■ AIM OF THE EXERCISE: Filter this material down to the lines that hold "OnceLock", copying each one.

------------------------------------------------

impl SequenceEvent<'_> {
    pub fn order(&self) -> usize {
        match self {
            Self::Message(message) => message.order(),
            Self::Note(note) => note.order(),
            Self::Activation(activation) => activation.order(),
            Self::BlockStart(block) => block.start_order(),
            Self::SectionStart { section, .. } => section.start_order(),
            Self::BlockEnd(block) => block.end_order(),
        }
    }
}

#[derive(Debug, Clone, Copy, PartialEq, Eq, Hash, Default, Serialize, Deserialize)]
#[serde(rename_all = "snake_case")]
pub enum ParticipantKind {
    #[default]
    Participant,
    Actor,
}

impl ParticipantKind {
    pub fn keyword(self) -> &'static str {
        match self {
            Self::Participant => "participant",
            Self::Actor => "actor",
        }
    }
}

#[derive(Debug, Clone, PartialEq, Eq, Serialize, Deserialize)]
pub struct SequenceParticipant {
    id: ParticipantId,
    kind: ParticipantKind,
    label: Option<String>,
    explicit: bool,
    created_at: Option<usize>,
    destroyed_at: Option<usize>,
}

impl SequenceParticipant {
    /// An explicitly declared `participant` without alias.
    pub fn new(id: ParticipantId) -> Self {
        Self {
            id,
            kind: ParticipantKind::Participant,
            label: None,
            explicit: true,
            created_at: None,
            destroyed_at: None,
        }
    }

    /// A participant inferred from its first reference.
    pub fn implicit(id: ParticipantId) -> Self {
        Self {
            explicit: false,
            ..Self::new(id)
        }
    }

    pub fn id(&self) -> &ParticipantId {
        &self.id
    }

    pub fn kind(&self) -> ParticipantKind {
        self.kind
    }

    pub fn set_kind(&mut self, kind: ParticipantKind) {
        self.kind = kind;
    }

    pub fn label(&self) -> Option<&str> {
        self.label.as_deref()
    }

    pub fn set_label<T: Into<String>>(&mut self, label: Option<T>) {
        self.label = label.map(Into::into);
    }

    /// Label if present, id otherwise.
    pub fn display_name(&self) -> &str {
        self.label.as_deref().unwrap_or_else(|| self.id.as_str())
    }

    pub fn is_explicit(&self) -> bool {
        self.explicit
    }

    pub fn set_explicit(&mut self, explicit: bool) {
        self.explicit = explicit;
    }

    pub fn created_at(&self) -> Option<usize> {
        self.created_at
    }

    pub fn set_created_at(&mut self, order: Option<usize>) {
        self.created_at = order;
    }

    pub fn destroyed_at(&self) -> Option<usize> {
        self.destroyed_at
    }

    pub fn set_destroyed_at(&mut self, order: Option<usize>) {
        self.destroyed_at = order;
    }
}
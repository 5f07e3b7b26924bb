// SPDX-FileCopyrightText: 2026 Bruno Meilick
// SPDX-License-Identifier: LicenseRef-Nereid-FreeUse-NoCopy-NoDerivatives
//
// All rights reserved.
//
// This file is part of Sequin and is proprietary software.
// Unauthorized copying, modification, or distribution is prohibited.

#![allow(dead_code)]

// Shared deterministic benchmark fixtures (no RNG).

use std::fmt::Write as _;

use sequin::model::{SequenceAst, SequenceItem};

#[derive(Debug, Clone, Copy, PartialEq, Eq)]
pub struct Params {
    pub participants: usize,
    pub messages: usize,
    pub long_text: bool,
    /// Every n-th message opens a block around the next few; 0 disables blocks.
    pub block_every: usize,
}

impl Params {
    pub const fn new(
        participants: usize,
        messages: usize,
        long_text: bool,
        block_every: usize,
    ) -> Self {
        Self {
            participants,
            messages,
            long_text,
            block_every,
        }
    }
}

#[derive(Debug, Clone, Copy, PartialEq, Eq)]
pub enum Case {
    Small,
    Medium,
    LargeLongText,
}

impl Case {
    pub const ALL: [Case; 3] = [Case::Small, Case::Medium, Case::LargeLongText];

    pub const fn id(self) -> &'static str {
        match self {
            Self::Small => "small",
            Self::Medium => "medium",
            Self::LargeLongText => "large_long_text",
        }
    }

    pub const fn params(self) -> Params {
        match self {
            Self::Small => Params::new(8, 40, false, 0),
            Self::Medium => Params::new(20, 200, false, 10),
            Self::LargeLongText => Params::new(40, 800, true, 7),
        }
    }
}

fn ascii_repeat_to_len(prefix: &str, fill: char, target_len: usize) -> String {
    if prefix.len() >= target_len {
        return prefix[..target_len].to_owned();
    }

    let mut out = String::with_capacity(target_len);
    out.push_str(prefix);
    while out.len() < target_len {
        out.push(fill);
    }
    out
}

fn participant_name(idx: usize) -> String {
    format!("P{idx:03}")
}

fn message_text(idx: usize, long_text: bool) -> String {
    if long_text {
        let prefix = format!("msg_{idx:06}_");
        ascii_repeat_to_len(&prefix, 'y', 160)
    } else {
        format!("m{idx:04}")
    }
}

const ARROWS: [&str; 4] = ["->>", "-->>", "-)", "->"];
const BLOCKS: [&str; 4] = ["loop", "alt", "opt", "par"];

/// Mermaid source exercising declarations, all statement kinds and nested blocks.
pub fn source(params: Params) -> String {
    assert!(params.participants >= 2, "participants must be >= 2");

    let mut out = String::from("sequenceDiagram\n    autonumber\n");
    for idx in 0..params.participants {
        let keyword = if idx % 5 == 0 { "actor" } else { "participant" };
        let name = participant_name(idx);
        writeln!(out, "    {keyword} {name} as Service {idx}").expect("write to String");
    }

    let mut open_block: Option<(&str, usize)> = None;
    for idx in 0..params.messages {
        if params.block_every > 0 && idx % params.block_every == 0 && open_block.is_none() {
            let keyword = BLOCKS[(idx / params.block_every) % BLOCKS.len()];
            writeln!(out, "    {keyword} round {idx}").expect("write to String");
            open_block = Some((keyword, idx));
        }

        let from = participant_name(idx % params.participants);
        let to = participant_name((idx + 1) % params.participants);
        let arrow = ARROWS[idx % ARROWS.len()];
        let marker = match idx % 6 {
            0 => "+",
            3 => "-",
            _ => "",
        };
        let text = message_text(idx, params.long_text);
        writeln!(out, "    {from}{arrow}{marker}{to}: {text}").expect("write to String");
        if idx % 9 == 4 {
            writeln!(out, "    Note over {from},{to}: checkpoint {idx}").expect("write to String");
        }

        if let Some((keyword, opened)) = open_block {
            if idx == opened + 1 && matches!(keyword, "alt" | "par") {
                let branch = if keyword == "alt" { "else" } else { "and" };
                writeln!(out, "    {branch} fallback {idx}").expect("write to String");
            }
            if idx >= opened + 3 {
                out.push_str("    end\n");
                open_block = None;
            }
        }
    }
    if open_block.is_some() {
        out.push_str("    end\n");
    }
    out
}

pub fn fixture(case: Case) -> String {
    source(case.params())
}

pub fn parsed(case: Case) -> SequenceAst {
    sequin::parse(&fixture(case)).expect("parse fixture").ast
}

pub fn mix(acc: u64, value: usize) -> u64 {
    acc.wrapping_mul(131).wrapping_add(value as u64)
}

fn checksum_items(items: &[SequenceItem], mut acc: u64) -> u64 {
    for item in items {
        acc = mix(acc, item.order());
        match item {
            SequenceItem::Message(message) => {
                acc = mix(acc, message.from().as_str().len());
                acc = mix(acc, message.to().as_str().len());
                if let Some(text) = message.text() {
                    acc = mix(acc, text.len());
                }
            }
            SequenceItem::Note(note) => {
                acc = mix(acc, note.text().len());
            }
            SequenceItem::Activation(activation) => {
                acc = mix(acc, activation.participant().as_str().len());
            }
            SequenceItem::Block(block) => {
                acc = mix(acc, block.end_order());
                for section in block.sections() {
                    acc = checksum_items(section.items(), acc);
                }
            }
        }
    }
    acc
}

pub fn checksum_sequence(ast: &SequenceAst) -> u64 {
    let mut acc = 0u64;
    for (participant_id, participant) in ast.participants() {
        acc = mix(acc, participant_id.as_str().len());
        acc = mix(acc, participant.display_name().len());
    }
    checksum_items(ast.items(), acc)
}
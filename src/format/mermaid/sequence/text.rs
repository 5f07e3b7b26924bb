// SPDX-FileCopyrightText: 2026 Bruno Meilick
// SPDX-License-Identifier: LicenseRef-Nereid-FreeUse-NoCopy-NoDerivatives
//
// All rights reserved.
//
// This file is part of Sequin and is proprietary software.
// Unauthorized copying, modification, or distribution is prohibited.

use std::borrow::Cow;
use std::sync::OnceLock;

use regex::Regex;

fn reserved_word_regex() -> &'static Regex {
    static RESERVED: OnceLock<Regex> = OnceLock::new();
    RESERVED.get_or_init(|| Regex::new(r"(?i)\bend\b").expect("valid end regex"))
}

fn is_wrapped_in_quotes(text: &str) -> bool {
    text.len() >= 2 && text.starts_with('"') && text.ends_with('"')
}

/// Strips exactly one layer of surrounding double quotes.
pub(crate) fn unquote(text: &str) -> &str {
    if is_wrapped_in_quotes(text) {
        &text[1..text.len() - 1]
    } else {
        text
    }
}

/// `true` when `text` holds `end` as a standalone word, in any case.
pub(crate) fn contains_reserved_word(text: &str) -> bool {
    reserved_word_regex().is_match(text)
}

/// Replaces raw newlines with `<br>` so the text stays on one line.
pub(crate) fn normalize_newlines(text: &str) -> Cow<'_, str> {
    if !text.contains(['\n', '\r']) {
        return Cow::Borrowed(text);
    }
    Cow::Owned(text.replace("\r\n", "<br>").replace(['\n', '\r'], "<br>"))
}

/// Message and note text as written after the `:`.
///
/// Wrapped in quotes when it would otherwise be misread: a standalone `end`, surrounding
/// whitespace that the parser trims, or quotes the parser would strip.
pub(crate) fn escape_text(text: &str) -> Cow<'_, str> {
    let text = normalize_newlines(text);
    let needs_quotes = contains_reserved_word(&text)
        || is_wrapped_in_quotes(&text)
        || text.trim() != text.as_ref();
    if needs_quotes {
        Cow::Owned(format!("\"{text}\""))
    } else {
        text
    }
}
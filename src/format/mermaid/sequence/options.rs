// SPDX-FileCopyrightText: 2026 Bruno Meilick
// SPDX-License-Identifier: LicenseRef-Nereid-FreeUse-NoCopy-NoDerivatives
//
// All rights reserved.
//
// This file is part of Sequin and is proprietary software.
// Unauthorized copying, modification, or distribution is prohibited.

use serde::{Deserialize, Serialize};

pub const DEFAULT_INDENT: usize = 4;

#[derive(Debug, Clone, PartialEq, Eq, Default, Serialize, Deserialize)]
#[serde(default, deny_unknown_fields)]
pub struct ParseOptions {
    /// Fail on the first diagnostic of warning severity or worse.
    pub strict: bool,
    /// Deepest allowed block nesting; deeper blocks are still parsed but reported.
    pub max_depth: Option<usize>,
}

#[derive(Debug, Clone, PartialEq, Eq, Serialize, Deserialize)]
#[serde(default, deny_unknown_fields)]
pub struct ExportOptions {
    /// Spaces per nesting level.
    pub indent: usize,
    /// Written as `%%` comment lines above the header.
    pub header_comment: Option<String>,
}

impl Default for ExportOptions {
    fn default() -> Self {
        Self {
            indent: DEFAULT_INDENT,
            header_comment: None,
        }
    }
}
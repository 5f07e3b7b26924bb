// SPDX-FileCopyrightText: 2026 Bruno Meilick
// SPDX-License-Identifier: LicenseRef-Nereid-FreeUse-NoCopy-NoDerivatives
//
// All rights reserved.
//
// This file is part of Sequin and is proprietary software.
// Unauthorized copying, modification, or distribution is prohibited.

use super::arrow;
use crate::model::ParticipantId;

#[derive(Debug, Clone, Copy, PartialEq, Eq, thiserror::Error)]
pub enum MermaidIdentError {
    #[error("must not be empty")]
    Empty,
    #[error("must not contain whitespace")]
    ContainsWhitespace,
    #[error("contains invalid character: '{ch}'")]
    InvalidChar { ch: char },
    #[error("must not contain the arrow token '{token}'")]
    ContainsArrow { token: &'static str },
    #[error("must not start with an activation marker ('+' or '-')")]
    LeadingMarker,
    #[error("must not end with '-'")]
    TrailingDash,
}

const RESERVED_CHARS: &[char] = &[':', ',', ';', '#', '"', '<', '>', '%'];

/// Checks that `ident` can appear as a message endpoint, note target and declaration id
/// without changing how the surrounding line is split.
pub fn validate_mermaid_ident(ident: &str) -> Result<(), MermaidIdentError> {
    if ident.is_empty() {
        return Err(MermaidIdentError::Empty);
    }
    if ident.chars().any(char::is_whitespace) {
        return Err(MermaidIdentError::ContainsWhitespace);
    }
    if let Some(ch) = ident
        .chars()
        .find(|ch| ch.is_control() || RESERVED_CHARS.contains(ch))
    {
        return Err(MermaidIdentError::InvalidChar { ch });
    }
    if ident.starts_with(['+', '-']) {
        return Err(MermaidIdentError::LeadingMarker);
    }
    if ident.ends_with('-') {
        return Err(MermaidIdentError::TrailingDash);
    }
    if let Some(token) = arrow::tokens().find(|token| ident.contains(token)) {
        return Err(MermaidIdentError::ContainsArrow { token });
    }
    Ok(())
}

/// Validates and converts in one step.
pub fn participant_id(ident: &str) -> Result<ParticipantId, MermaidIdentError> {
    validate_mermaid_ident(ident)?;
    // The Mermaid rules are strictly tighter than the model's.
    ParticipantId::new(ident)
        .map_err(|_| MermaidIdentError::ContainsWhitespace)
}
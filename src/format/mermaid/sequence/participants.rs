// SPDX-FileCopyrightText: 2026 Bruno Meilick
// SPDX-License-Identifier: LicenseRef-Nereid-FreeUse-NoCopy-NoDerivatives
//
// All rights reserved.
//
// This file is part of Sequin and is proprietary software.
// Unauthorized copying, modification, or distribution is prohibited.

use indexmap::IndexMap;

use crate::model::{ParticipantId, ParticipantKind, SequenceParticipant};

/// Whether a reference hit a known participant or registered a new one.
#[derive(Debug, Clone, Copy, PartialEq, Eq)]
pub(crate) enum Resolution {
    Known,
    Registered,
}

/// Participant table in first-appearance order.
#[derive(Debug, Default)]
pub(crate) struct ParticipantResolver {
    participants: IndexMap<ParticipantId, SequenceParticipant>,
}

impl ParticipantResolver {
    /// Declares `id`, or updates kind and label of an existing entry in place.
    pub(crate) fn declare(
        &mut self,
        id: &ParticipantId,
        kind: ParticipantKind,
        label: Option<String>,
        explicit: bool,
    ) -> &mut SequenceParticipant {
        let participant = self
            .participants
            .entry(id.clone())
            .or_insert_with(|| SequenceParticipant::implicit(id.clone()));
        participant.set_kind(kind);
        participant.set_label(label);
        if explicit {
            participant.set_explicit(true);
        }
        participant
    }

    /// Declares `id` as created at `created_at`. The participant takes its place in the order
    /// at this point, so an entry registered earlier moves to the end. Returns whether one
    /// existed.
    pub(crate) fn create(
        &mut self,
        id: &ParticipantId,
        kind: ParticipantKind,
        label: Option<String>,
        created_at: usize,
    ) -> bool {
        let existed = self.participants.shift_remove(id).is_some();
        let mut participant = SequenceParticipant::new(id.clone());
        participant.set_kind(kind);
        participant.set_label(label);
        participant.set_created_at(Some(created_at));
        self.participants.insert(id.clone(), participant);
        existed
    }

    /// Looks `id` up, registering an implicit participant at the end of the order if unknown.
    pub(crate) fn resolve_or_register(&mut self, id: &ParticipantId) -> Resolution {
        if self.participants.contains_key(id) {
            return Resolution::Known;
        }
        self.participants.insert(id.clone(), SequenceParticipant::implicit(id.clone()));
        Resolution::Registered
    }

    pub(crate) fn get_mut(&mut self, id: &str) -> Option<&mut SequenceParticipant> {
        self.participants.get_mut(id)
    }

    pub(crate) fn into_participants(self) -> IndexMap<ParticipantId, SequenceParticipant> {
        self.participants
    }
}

------------------------------------------------

■ RESPONSE TO THE EXERCISE:
use std::sync::OnceLock;
    static RESERVED: OnceLock<Regex> = OnceLock::new();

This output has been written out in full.